Last night I took my sister to see Lake Street Dive at Portland’s Wonder Ballroom for her last night in town. Amazingly we had never seen a show together and this was a great one to start with.

First, the opener: The Congress. All I knew coming in was that they did some covers of 60s and 70s soul songs on a recent release. I did not expect the Black Crowes-esque southern jam-band rock that they threw down from the very beginning of their set. At different points I was thinking “Wow, Boston” “Wow, Atlanta Rhythm Section” “Phish?” “Perpetual Groove?” Their guitarist is a shredding wizard, and their vocalist has serious chops. They didn’t do any of the soul stuff until their next to last song, which was “Killing Me Softly With His Words” (which brought down the house).  Altogether they brought way more energy than I was expecting and I would have listened longer. Also, their drummer appears to be the happiest guy on the planet.

Then, after what felt like a longer-than-usual wait, around 9:45 out came Rachael Price and Lake Street Dive. Just like when I saw them open for Josh Ritter this time last year, Rachael’s sassy presence filled up the entire ballroom, but her personality didn’t dominate the stage. Each member of the band holds his or her own weight quite well – female vocalist, female upright bass, male trumpeter/guitarist, and male drummer. They do a straight-forward Motown/Americana blend with the camaraderie and give and take between band members that you have in a good jazz quartet.

The set started simple and relatively quiet – reeling us in before the bombastic stuff. I don’t remember the first song, but I remember the good vibes that washed over the whole room as Rachael started to sing and the band came in behind her. The second song was the title track off the brand new record “Bad Self Portraits.” (Opening line: “I bought this camera to take pictures of my love / Now that he’s gone I don’t have anybody to take pictures of” – that subtle rhyme made me happy). After that came “Clear a Space” which absolutely sounds like it must have been on the Remember the Titans soundtrack for the late 60s motown goodness.

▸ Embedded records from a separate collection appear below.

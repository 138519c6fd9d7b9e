//! Error types for ipwatch

use thiserror::Error;

/// Result type alias for ipwatch operations
pub type Result<T> = std::result::Result<T, Error>;

/// Main error type for ipwatch
#[derive(Error, Debug)]
pub enum Error {
    /// I/O error
    #[error("I/O error: {0}")]
    Io(#[from] std::io::Error),

    /// Database error
    #[error("Database error: {0}")]
    Database(String),

    /// Packet capture error
    #[error("Packet capture error: {0}")]
    Capture(String),

    /// Interface not found
    #[error("Interface '{0}' not found")]
    InterfaceNotFound(String),

    /// Invalid configuration
    #[error("Configuration error: {0}")]
    Config(String),

    /// Vendor directory has not been initialized
    #[error("The vendor directory ({0}) has not been initialized: run ipwatch-update-ma")]
    VendorDirectoryUninitialized(String),

    /// Notification dispatch error
    #[error("Notification error: {0}")]
    Notify(String),

    /// Assignment file download error
    #[error("Download error: {0}")]
    Download(String),
}

impl Error {
    /// Create a database error with a custom message
    pub fn database<S: Into<String>>(msg: S) -> Self {
        Error::Database(msg.into())
    }

    /// Create a capture error with a custom message
    pub fn capture<S: Into<String>>(msg: S) -> Self {
        Error::Capture(msg.into())
    }

    /// Create a configuration error with a custom message
    pub fn config<S: Into<String>>(msg: S) -> Self {
        Error::Config(msg.into())
    }

    /// Create a notification error with a custom message
    pub fn notify<S: Into<String>>(msg: S) -> Self {
        Error::Notify(msg.into())
    }

    /// Create a download error with a custom message
    pub fn download<S: Into<String>>(msg: S) -> Self {
        Error::Download(msg.into())
    }
}
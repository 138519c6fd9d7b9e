//! Query and maintenance tools for ipwatch
//!
//! Three binaries ride on this crate: `ipwatch-query` (history reports),
//! `ipwatch-query-ma` (single vendor lookups) and `ipwatch-update-ma`
//! (download and load of the IEEE MAC assignment files).

pub mod download;
pub mod malist;

use tracing_subscriber::EnvFilter;

/// Initialize logging for a tool binary
pub fn init_tracing(verbose: u8) {
    let default_level = match verbose {
        0 => "info",
        1 => "debug",
        _ => "trace",
    };
    let filter =
        EnvFilter::try_from_default_env().unwrap_or_else(|_| EnvFilter::new(default_level));
    tracing_subscriber::fmt().with_env_filter(filter).init();
}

From there the set picked up steam and charged forward for a full 90 minutes plus, with no covers that I can remember – interesting since the band got their start covering “I Want You Back” on a Boston sidewalk, and even last year at the Crystal they did George Michael’s “Faith” and Hall and Oates “Rich Girl” in addition to the Jackson 5 classic. But last night would be their third Portland show since last March, so they probably (rightly) assume that by this point we would rather hear their own stuff.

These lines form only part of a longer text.